◆ EXCERPTED DATA ◆
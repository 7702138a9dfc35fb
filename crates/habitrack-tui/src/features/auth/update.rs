//! Auth feature reducer.
//!
//! Handles form editing on the login / sign-up screen and the results of the
//! login, sign-up and logout effects.

use crossterm::event::{KeyCode, KeyEvent, KeyModifiers};
use habitrack_core::guard::Route;
use habitrack_core::points::PointStore;

use super::state::{AuthMode, AuthState, SIGNUP_SUCCESS_MESSAGE};
use crate::effects::UiEffect;
use crate::events::AuthUiEvent;
use crate::habits::HabitsState;
use crate::state::TuiState;
use crate::today::TodayState;

pub fn handle_key(tui: &mut TuiState, key: KeyEvent) -> Vec<UiEffect> {
    let ctrl = key.modifiers.contains(KeyModifiers::CONTROL);
    let auth = &mut tui.auth;

    match key.code {
        KeyCode::Esc => vec![UiEffect::Quit],
        KeyCode::Char('t') if ctrl => {
            if !auth.is_submitting() {
                auth.switch_mode();
            }
            vec![]
        }
        KeyCode::Tab | KeyCode::Down => {
            auth.focus_next();
            vec![]
        }
        KeyCode::BackTab | KeyCode::Up => {
            auth.focus_prev();
            vec![]
        }
        KeyCode::Enter => {
            if auth.can_submit() {
                submit(auth)
            } else {
                auth.focus_next();
                vec![]
            }
        }
        KeyCode::Backspace => {
            if !auth.is_submitting() {
                let mut value = auth.focused_value();
                value.pop();
                auth.set_focused_value(value);
            }
            vec![]
        }
        KeyCode::Char(c) if !ctrl => {
            if !auth.is_submitting() {
                let mut value = auth.focused_value();
                value.push(c);
                auth.set_focused_value(value);
            }
            vec![]
        }
        _ => vec![],
    }
}

fn submit(auth: &mut AuthState) -> Vec<UiEffect> {
    auth.error = None;
    match auth.mode {
        AuthMode::Login => {
            auth.login.submitting = true;
            vec![UiEffect::Login {
                username: auth.login.username.clone(),
                password: auth.login.password.clone(),
            }]
        }
        AuthMode::SignUp => {
            auth.signup.submitting = true;
            vec![UiEffect::SignUp {
                username: auth.signup.username().to_string(),
                password: auth.signup.password().to_string(),
                confirmation: auth.signup.confirmation().to_string(),
            }]
        }
    }
}

pub fn handle_event(tui: &mut TuiState, event: AuthUiEvent) -> Vec<UiEffect> {
    match event {
        AuthUiEvent::LoginFinished(Ok(logged_in)) => {
            tui.auth.login.submitting = false;
            tui.auth.error = None;
            tui.auth.notice = None;
            tui.username = Some(logged_in.username);
            tui.points.set(logged_in.points);
            tui.navigate(Route::Today)
        }
        AuthUiEvent::LoginFinished(Err(message)) => {
            tui.auth.login.submitting = false;
            tui.auth.notice = None;
            tui.auth.error = Some(message);
            vec![]
        }
        AuthUiEvent::SignUpFinished(Ok(())) => {
            tui.auth.signup.submitting = false;
            tui.auth.switch_mode();
            tui.auth.clear_secrets();
            tui.auth.notice = Some(SIGNUP_SUCCESS_MESSAGE.to_string());
            vec![]
        }
        AuthUiEvent::SignUpFinished(Err(message)) => {
            tui.auth.signup.submitting = false;
            tui.auth.error = Some(message);
            vec![]
        }
        AuthUiEvent::LoggedOut => {
            tui.username = None;
            tui.points = PointStore::default();
            tui.today = TodayState::default();
            tui.habits = HabitsState::default();
            tui.auth = AuthState::default();
            tui.navigate(Route::Login)
        }
    }
}
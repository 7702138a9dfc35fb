//! Today screen state.

use habitrack_core::api::HabitStatus;
use habitrack_core::daily::TodayTrack;

#[derive(Debug, Clone, Default)]
pub struct TodayState {
    pub track: Option<TodayTrack>,
    pub selected: usize,
    pub loading: bool,
}

impl TodayState {
    pub fn statuses(&self) -> &[HabitStatus] {
        self.track.as_ref().map_or(&[][..], TodayTrack::statuses)
    }

    pub fn selected_status(&self) -> Option<&HabitStatus> {
        self.statuses().get(self.selected)
    }

    pub fn select_next(&mut self) {
        let len = self.statuses().len();
        if len > 0 {
            self.selected = (self.selected + 1).min(len - 1);
        }
    }

    pub fn select_prev(&mut self) {
        self.selected = self.selected.saturating_sub(1);
    }

    /// Replaces the track, keeping the selection in range and any
    /// completions still in flight.
    pub fn set_track(&mut self, mut track: TodayTrack) {
        if let Some(previous) = &self.track {
            track.adopt_in_flight(previous);
        }
        let len = track.statuses().len();
        self.track = Some(track);
        self.selected = self.selected.min(len.saturating_sub(1));
        self.loading = false;
    }
}
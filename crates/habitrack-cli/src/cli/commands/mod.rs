//! CLI command handlers.

pub mod auth;
pub mod config;
pub mod habits;
pub mod today;
pub mod tui;

use std::sync::Arc;

use anyhow::{Context as _, Result};
use habitrack_core::api::ApiClient;
use habitrack_core::config::Config;
use habitrack_core::guard::{AuthGuard, Guarded, SESSION_EXPIRED_MESSAGE};
use habitrack_core::session::Session;
use habitrack_core::storage::{FileStorage, Storage};

/// Handles shared by the scripted commands.
pub struct Context {
    pub config: Config,
    pub storage: Arc<dyn Storage>,
    pub api: ApiClient,
    pub guard: AuthGuard,
    pub session: Session,
}

impl Context {
    pub fn open(config: Config) -> Result<Self> {
        let storage: Arc<dyn Storage> =
            Arc::new(FileStorage::open_default().context("open session storage")?);
        let api = ApiClient::from_config(&config, Arc::clone(&storage))?;
        Ok(Self {
            guard: AuthGuard::new(Arc::clone(&storage)),
            session: Session::new(Arc::clone(&storage)),
            config,
            storage,
            api,
        })
    }
}

/// Unwraps a guarded call, turning an auth failure into the session-expired error.
pub fn require<T>(result: Guarded<T>, action: &str) -> Result<T> {
    match result {
        Guarded::Ok(value) => Ok(value),
        Guarded::AuthFailed { .. } => anyhow::bail!(SESSION_EXPIRED_MESSAGE),
        Guarded::Failed(err) => Err(anyhow::Error::new(err).context(action.to_string())),
    }
}
//! Wire types for the habit tracker API.

use serde::{Deserialize, Deserializer, Serialize};

/// Accepts ids sent either as JSON strings or numbers.
fn string_or_number<'de, D>(deserializer: D) -> Result<String, D::Error>
where
    D: Deserializer<'de>,
{
    #[derive(Deserialize)]
    #[serde(untagged)]
    enum Raw {
        Str(String),
        Int(i64),
    }

    Ok(match Raw::deserialize(deserializer)? {
        Raw::Str(s) => s,
        Raw::Int(n) => n.to_string(),
    })
}

fn null_as_empty<'de, D, T>(deserializer: D) -> Result<Vec<T>, D::Error>
where
    D: Deserializer<'de>,
    T: Deserialize<'de>,
{
    Ok(Option::<Vec<T>>::deserialize(deserializer)?.unwrap_or_default())
}

#[derive(Debug, Clone, PartialEq, Eq, Serialize, Deserialize)]
pub struct User {
    #[serde(deserialize_with = "string_or_number")]
    pub id: String,
    pub username: String,
    #[serde(default)]
    pub points: i64,
}

#[derive(Debug, Clone, PartialEq, Eq, Serialize, Deserialize)]
pub struct Habit {
    #[serde(deserialize_with = "string_or_number")]
    pub id: String,
    #[serde(default, deserialize_with = "string_or_number")]
    pub user_id: String,
    pub name: String,
}

#[derive(Debug, Clone, PartialEq, Eq, Serialize, Deserialize)]
pub struct HabitStatus {
    #[serde(deserialize_with = "string_or_number")]
    pub habit_id: String,
    pub habit_name: String,
    #[serde(default)]
    pub is_done: bool,
}

/// One user's completion statuses for one calendar day.
#[derive(Debug, Clone, Default, PartialEq, Eq, Serialize, Deserialize)]
pub struct DailyTrack {
    #[serde(default, deserialize_with = "string_or_number")]
    pub id: String,
    #[serde(default, deserialize_with = "string_or_number")]
    pub user_id: String,
    #[serde(default)]
    pub date: String,
    #[serde(default, deserialize_with = "null_as_empty")]
    pub habit_statuses: Vec<HabitStatus>,
}

#[derive(Debug, Clone, Serialize)]
pub struct LoginRequest<'a> {
    pub username: &'a str,
    pub password: &'a str,
}

#[derive(Debug, Clone, PartialEq, Eq, Deserialize)]
pub struct LoginResponse {
    pub token: String,
    pub user: User,
}

#[derive(Debug, Clone, Serialize)]
pub struct SignUpRequest<'a> {
    pub username: &'a str,
    pub password: &'a str,
    pub confirm_password: &'a str,
}

#[derive(Debug, Clone, PartialEq, Eq, Deserialize)]
pub struct SignUpResponse {
    pub user: User,
}

#[derive(Debug, Clone, Serialize)]
pub struct RegisterHabitRequest<'a> {
    /// The server assigns ids; registration always sends `"0"`.
    pub id: &'a str,
    pub name: &'a str,
}

#[derive(Debug, Clone, PartialEq, Eq, Deserialize)]
pub struct RegisterHabitResponse {
    #[serde(deserialize_with = "string_or_number")]
    pub id: String,
    #[serde(default)]
    pub message: String,
}

#[derive(Debug, Clone, Serialize)]
pub struct MarkDoneRequest<'a> {
    pub date: &'a str,
    pub habit_id: &'a str,
}

/// Body of endpoints that only acknowledge.
#[derive(Debug, Clone, Default, PartialEq, Eq, Deserialize)]
pub struct MessageResponse {
    #[serde(default)]
    pub message: String,
}

#[cfg(test)]
mod tests {
    use serde_json::json;

    use super::*;

    #[test]
    fn test_null_statuses_read_as_empty() {
        let track: DailyTrack = serde_json::from_value(json!({
            "id": "t1",
            "user_id": "u1",
            "date": "2025-01-02",
            "habit_statuses": null
        }))
        .unwrap();
        assert!(track.habit_statuses.is_empty());
    }

    #[test]
    fn test_numeric_ids_are_accepted() {
        let habit: Habit =
            serde_json::from_value(json!({"id": 1, "user_id": 7, "name": "Read"})).unwrap();
        assert_eq!(habit.id, "1");
        assert_eq!(habit.user_id, "7");
    }

    #[test]
    fn test_register_request_shape() {
        let body = serde_json::to_value(RegisterHabitRequest {
            id: "0",
            name: "Run",
        })
        .unwrap();
        assert_eq!(body, json!({"id": "0", "name": "Run"}));
    }
}
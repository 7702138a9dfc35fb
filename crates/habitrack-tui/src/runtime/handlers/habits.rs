use super::Services;
use crate::events::{HabitsUiEvent, UiEvent};

pub async fn load_habits(services: Services) -> UiEvent {
    let result = services.guard.run(services.api.fetch_habits()).await;
    UiEvent::Habits(HabitsUiEvent::Loaded(result))
}

pub async fn register_habit(services: Services, name: String) -> UiEvent {
    let result = services
        .guard
        .run(services.api.register_habit(&name))
        .await
        .map(|response| response.id);
    UiEvent::Habits(HabitsUiEvent::Registered { name, result })
}

pub async fn delete_habit(services: Services, id: String) -> UiEvent {
    let result = services
        .guard
        .run(services.api.delete_habit(&id))
        .await
        .map(|_| ());
    UiEvent::Habits(HabitsUiEvent::Deleted { id, result })
}
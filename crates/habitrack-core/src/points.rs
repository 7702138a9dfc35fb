//! The user's point balance.

use anyhow::Result;

use crate::config::PointsConfig;
use crate::storage::{Storage, StorageKey};

/// Point balance mirrored from the server and adjusted optimistically.
#[derive(Debug, Clone, Copy, Default, PartialEq, Eq)]
pub struct PointStore {
    points: i64,
}

impl PointStore {
    pub fn new(points: i64) -> Self {
        Self { points }
    }

    /// Reads the persisted balance; missing or malformed values read as zero.
    pub fn load(storage: &dyn Storage) -> Self {
        let points = storage
            .get(StorageKey::UserPoints)
            .and_then(|v| v.trim().parse().ok())
            .unwrap_or(0);
        Self { points }
    }

    /// # Errors
    /// Returns an error if storage cannot be written.
    pub fn save(&self, storage: &dyn Storage) -> Result<()> {
        storage.set(StorageKey::UserPoints, &self.points.to_string())
    }

    pub fn points(&self) -> i64 {
        self.points
    }

    /// Replaces the balance with the server's value.
    pub fn set(&mut self, points: i64) {
        self.points = points;
    }

    pub fn add(&mut self, delta: i64) {
        self.points = self.points.saturating_add(delta);
    }

    /// Applies a completion award and returns the amount added.
    pub fn award(&mut self, rules: &PointsConfig, all_done: bool) -> i64 {
        let mut delta = rules.habit_done;
        if all_done {
            delta = delta.saturating_add(rules.all_done_bonus);
        }
        self.add(delta);
        delta
    }
}

#[cfg(test)]
mod tests {
    use super::*;
    use crate::storage::MemoryStorage;

    #[test]
    fn test_load_defaults_to_zero() {
        let storage = MemoryStorage::new();
        storage.set(StorageKey::UserPoints, "not a number").unwrap();
        assert_eq!(PointStore::load(&storage).points(), 0);
    }

    #[test]
    fn test_save_round_trips_through_storage() {
        let storage = MemoryStorage::new();
        let mut store = PointStore::new(10);
        store.add(3);
        store.save(&storage).unwrap();
        assert_eq!(storage.get(StorageKey::UserPoints).as_deref(), Some("13"));
        assert_eq!(PointStore::load(&storage).points(), 13);
    }

    #[test]
    fn test_award_includes_bonus_only_when_all_done() {
        let rules = PointsConfig::default();
        let mut store = PointStore::default();
        assert_eq!(store.award(&rules, false), 3);
        assert_eq!(store.award(&rules, true), 8);
        assert_eq!(store.points(), 11);
    }
}
//! Config command handlers.

use anyhow::{Context, Result};
use habitrack_core::config;

pub fn path() {
    println!("{}", config::paths::config_path().display());
}

pub fn init() -> Result<()> {
    let config_path = config::paths::config_path();
    config::Config::init(&config_path)
        .with_context(|| format!("init config at {}", config_path.display()))?;
    println!("Created config at {}", config_path.display());
    Ok(())
}

pub fn generate() -> Result<()> {
    let toml = config::Config::generate()?;
    print!("{toml}");
    Ok(())
}

pub fn set_base_url(url: &str) -> Result<()> {
    let config_path = config::paths::config_path();
    config::Config::save_base_url_to(&config_path, url)
        .with_context(|| format!("update config at {}", config_path.display()))?;
    println!("API base URL set to {url}");
    Ok(())
}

◆ WORK INSTRUCTIONS ◆
Exact reproduction is required. Give the lines of the data from its first line through the line containing "use crate::today::TodayState;", and no others.

◆ YOUR SOLUTION ◆
repository 7702138a9dfc35fb
filename crates/habitrack-tui/src/features/auth/update.rs
//! Auth feature reducer.
//!
//! Handles form editing on the login / sign-up screen and the results of the
//! login, sign-up and logout effects.

use crossterm::event::{KeyCode, KeyEvent, KeyModifiers};
use habitrack_core::guard::Route;
use habitrack_core::points::PointStore;

use super::state::{AuthMode, AuthState, SIGNUP_SUCCESS_MESSAGE};
use crate::effects::UiEffect;
use crate::events::AuthUiEvent;
use crate::habits::HabitsState;
use crate::state::TuiState;
use crate::today::TodayState;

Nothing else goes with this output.